Exercise prompt: Copy each line of the entries that contains the word "cancel".
BEGIN
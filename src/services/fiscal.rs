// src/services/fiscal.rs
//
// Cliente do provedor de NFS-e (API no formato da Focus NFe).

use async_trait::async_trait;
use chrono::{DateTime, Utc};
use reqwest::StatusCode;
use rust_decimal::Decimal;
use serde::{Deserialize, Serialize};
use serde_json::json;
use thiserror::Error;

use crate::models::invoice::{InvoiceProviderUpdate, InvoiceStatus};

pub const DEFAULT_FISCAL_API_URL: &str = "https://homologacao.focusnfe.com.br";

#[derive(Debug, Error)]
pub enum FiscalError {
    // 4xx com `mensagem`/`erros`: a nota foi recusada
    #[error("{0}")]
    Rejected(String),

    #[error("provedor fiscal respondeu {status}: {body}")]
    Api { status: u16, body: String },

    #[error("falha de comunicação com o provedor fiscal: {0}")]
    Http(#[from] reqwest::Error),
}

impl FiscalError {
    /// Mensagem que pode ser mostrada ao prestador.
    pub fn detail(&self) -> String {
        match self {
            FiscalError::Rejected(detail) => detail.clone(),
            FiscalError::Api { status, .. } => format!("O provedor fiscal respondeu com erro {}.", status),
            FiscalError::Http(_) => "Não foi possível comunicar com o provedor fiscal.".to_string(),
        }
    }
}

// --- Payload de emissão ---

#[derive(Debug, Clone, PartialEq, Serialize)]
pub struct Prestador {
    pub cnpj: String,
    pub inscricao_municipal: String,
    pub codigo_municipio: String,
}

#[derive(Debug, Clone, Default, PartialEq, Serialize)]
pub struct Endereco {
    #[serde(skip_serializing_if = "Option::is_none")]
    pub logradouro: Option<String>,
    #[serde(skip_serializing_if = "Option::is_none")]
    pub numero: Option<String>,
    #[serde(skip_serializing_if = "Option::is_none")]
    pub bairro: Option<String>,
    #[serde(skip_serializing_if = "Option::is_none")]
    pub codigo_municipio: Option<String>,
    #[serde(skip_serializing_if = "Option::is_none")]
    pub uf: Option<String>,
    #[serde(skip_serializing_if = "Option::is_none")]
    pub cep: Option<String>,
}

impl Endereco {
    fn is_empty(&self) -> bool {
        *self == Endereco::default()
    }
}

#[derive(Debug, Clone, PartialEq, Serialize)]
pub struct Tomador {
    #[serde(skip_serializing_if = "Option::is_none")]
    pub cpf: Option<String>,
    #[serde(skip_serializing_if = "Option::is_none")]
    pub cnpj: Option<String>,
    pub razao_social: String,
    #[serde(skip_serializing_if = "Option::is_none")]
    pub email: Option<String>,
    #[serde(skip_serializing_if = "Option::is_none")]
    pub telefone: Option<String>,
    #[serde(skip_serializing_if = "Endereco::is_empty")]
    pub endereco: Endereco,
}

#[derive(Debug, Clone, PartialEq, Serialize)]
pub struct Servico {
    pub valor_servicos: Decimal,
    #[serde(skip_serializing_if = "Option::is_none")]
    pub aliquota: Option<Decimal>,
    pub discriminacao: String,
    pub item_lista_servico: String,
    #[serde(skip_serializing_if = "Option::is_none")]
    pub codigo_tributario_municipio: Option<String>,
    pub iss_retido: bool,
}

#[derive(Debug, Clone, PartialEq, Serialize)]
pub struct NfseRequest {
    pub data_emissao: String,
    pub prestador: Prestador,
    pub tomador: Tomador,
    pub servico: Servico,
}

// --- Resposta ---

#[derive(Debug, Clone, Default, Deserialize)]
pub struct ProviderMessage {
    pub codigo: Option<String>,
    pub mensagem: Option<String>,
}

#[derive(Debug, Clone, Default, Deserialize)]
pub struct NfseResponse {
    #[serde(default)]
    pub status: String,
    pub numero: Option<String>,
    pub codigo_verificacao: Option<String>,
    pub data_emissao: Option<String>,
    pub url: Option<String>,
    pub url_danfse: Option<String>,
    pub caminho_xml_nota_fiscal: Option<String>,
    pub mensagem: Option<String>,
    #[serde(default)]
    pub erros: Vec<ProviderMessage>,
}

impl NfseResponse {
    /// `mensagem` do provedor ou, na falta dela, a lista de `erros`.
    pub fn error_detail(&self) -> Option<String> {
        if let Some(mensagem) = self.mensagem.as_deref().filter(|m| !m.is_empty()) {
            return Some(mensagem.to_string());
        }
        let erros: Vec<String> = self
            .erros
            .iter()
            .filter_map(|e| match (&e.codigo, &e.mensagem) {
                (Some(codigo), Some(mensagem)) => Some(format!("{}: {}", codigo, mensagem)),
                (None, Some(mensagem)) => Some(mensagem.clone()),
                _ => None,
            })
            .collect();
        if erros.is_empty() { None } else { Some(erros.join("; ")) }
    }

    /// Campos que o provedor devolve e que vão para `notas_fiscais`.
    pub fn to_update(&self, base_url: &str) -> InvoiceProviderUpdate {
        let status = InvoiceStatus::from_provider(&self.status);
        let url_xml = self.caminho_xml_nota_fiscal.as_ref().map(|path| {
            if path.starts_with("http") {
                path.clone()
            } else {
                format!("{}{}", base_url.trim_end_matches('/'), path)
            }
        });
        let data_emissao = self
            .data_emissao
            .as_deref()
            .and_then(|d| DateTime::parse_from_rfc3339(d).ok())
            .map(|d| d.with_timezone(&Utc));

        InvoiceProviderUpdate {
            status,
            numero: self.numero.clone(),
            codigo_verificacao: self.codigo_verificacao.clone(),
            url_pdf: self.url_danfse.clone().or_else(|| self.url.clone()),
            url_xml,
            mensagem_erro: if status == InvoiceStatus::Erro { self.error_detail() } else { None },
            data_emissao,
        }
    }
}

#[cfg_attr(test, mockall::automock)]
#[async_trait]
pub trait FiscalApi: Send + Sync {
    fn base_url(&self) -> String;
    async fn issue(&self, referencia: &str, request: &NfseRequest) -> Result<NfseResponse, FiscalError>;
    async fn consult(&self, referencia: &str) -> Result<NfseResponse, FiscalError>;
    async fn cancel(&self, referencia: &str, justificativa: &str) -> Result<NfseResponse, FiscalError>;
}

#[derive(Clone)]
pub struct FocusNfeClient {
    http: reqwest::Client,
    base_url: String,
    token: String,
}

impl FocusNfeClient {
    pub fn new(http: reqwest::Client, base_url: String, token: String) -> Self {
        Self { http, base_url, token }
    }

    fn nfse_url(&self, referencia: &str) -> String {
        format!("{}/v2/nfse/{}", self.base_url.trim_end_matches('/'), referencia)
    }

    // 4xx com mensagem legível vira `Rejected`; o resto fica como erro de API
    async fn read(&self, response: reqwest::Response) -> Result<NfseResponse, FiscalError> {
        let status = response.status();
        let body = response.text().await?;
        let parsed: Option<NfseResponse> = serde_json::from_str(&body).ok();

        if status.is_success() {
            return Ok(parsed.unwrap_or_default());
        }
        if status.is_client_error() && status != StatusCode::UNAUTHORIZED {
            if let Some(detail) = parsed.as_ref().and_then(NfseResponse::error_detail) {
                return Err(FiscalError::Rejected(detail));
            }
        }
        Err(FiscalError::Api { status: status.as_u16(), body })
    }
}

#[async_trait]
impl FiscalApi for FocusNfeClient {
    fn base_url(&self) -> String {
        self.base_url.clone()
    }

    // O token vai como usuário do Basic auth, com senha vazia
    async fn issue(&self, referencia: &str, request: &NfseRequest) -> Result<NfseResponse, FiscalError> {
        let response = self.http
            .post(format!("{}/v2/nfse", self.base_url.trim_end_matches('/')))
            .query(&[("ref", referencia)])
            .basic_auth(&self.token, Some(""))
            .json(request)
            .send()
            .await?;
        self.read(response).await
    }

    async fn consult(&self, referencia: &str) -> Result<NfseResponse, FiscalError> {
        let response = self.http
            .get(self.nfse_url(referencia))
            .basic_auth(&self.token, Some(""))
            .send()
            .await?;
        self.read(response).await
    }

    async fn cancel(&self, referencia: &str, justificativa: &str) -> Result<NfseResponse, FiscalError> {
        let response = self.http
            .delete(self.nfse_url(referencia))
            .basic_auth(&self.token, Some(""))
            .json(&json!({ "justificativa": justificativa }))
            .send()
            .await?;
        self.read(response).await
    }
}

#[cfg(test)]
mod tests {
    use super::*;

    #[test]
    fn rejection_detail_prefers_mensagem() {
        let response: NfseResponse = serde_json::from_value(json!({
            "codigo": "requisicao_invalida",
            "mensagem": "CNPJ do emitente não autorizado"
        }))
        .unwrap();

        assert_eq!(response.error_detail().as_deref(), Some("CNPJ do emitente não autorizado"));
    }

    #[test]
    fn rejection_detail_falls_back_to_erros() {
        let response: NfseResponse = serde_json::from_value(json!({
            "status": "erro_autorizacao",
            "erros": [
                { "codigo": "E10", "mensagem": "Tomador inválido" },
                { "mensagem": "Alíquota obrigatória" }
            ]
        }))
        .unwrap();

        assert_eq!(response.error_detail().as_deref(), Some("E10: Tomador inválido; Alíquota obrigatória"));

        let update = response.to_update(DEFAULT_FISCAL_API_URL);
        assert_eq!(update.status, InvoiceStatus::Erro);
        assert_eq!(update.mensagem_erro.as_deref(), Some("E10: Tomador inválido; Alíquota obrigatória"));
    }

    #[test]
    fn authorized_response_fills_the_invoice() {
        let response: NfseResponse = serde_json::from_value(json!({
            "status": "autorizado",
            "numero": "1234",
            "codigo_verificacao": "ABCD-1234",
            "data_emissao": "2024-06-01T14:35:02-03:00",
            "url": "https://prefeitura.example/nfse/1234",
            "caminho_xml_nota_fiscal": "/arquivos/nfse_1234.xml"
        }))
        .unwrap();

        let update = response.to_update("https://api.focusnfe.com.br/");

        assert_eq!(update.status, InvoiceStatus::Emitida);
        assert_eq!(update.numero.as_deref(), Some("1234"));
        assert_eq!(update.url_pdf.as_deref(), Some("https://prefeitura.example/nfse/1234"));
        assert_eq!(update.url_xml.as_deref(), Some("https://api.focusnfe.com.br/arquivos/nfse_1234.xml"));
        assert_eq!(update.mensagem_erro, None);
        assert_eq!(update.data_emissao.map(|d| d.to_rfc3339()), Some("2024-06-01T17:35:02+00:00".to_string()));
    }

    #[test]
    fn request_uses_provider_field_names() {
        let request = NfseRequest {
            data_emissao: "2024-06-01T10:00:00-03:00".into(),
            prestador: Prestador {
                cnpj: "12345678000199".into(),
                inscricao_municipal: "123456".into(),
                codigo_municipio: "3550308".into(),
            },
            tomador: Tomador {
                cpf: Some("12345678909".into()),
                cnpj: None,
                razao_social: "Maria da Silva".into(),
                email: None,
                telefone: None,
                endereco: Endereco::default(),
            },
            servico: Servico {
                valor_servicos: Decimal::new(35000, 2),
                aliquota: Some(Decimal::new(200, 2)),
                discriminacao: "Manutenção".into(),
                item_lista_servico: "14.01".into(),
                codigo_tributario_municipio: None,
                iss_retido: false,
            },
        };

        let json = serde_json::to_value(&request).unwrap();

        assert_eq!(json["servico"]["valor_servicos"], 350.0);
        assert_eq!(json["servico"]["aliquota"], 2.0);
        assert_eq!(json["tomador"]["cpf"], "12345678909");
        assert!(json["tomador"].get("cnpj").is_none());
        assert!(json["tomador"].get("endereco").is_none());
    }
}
END
BEGIN
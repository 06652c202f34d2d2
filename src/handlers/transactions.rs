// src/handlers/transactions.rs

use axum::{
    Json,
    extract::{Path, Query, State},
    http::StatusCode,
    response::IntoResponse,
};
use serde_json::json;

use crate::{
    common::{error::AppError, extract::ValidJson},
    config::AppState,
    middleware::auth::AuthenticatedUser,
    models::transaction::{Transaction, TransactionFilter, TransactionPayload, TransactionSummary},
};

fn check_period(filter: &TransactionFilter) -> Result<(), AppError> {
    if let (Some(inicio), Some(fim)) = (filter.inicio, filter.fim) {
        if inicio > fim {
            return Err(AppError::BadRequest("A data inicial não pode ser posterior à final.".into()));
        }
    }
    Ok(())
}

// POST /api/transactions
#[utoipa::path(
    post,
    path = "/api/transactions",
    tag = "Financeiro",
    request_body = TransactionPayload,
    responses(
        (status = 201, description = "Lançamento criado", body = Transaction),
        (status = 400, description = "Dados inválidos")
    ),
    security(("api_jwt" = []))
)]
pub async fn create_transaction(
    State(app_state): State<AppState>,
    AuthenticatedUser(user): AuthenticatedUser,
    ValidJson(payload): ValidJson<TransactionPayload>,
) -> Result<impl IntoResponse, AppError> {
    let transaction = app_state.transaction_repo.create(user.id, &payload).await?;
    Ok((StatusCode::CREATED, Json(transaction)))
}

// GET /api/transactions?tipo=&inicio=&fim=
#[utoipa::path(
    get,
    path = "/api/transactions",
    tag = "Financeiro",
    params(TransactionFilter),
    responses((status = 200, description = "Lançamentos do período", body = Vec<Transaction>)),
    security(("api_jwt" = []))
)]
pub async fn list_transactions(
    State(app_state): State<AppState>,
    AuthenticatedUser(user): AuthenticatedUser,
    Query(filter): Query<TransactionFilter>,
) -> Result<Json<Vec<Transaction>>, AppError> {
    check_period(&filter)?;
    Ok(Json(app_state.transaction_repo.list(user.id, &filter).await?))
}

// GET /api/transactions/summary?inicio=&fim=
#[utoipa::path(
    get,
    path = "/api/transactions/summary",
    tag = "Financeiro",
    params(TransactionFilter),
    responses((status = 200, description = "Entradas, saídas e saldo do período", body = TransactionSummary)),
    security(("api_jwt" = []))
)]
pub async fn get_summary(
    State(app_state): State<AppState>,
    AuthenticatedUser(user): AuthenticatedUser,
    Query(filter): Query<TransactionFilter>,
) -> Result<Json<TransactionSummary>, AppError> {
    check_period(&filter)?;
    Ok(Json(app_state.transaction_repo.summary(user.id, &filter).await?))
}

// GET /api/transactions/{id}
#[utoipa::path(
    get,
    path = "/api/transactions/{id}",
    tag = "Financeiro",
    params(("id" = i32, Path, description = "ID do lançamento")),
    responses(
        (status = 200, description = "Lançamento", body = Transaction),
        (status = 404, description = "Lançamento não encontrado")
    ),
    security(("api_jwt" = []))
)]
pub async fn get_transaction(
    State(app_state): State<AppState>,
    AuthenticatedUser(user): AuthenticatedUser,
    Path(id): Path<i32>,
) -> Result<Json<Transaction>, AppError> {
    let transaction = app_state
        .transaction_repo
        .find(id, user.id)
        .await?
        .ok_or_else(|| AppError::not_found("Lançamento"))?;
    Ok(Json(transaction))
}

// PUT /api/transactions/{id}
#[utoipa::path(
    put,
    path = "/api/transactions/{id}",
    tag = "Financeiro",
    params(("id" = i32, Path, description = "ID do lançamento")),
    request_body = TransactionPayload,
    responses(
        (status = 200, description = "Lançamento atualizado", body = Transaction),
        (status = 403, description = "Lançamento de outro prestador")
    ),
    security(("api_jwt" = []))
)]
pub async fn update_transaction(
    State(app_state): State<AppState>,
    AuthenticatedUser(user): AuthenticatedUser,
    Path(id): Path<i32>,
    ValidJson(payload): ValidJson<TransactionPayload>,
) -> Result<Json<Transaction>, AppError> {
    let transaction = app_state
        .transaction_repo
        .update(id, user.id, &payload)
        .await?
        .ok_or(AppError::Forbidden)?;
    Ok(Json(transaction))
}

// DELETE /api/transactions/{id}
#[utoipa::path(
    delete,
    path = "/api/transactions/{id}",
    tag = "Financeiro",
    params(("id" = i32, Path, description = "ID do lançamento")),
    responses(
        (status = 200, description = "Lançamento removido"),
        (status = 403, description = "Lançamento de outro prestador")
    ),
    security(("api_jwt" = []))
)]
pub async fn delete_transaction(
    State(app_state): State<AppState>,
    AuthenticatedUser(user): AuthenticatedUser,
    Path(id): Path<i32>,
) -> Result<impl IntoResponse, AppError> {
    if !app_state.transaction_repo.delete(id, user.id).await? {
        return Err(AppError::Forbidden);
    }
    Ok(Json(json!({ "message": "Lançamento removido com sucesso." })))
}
END
BEGIN
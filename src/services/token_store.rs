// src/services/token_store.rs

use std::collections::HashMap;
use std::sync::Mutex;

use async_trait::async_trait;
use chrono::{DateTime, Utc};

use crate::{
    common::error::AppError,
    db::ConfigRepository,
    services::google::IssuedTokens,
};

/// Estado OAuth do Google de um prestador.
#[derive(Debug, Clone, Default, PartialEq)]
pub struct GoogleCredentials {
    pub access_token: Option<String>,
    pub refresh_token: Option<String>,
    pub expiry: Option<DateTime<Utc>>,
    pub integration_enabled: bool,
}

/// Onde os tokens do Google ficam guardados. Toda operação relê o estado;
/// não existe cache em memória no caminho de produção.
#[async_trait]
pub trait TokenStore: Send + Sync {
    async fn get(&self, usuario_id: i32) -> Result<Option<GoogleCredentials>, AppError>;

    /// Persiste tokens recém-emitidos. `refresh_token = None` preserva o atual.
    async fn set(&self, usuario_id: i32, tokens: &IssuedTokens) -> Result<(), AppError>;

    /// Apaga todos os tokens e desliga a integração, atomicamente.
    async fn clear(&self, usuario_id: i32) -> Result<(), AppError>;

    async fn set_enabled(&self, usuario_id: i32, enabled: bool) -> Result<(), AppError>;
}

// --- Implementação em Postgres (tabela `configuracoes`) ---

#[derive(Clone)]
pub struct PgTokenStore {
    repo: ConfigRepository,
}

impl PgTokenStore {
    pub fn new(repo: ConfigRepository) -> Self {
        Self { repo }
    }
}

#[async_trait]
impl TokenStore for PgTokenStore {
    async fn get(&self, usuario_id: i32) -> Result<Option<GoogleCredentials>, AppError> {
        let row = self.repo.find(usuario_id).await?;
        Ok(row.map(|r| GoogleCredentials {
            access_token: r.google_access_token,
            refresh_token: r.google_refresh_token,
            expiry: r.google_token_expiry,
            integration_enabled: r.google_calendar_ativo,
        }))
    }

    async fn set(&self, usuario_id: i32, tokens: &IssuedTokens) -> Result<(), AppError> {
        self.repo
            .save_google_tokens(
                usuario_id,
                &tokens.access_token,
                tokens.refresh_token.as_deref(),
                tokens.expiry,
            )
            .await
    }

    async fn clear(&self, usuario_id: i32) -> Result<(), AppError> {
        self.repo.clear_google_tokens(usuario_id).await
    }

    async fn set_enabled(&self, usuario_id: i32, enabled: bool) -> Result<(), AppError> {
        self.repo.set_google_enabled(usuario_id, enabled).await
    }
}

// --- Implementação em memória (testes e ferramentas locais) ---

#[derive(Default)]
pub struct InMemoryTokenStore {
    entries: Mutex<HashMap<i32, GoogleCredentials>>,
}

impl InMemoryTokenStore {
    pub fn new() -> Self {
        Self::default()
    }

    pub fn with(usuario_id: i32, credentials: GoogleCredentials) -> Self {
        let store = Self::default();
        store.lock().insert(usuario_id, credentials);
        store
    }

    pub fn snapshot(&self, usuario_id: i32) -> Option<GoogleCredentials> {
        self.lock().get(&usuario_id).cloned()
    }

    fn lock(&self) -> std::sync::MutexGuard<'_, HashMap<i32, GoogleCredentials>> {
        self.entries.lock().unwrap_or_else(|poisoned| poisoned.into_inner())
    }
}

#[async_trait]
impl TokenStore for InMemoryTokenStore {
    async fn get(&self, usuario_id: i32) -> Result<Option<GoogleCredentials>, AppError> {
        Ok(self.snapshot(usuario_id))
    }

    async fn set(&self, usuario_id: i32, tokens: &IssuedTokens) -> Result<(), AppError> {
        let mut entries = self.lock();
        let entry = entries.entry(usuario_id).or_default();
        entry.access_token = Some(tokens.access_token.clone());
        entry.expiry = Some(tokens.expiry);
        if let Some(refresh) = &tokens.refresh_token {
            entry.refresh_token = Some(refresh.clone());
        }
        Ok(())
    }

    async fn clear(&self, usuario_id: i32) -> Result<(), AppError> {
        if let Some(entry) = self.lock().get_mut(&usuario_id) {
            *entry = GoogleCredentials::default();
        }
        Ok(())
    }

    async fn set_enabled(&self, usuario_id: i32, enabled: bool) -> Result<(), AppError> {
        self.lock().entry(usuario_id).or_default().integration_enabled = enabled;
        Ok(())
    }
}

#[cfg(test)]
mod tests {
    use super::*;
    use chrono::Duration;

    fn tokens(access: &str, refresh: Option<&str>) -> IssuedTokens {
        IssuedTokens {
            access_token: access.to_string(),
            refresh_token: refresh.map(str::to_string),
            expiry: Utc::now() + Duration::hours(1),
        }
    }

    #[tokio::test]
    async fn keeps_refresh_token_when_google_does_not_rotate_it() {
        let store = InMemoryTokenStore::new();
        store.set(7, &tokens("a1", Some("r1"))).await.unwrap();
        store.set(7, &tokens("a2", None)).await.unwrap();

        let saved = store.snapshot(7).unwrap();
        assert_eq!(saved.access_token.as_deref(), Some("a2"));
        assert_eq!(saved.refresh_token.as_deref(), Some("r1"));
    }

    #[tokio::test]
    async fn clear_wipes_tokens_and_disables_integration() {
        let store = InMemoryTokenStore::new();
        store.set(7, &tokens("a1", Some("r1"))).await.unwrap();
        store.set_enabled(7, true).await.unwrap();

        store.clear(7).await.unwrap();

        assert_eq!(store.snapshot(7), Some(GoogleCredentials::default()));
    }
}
END
Your response:
    async fn cancel(&self, referencia: &str, justificativa: &str) -> Result<NfseResponse, FiscalError>;
    async fn cancel(&self, referencia: &str, justificativa: &str) -> Result<NfseResponse, FiscalError> {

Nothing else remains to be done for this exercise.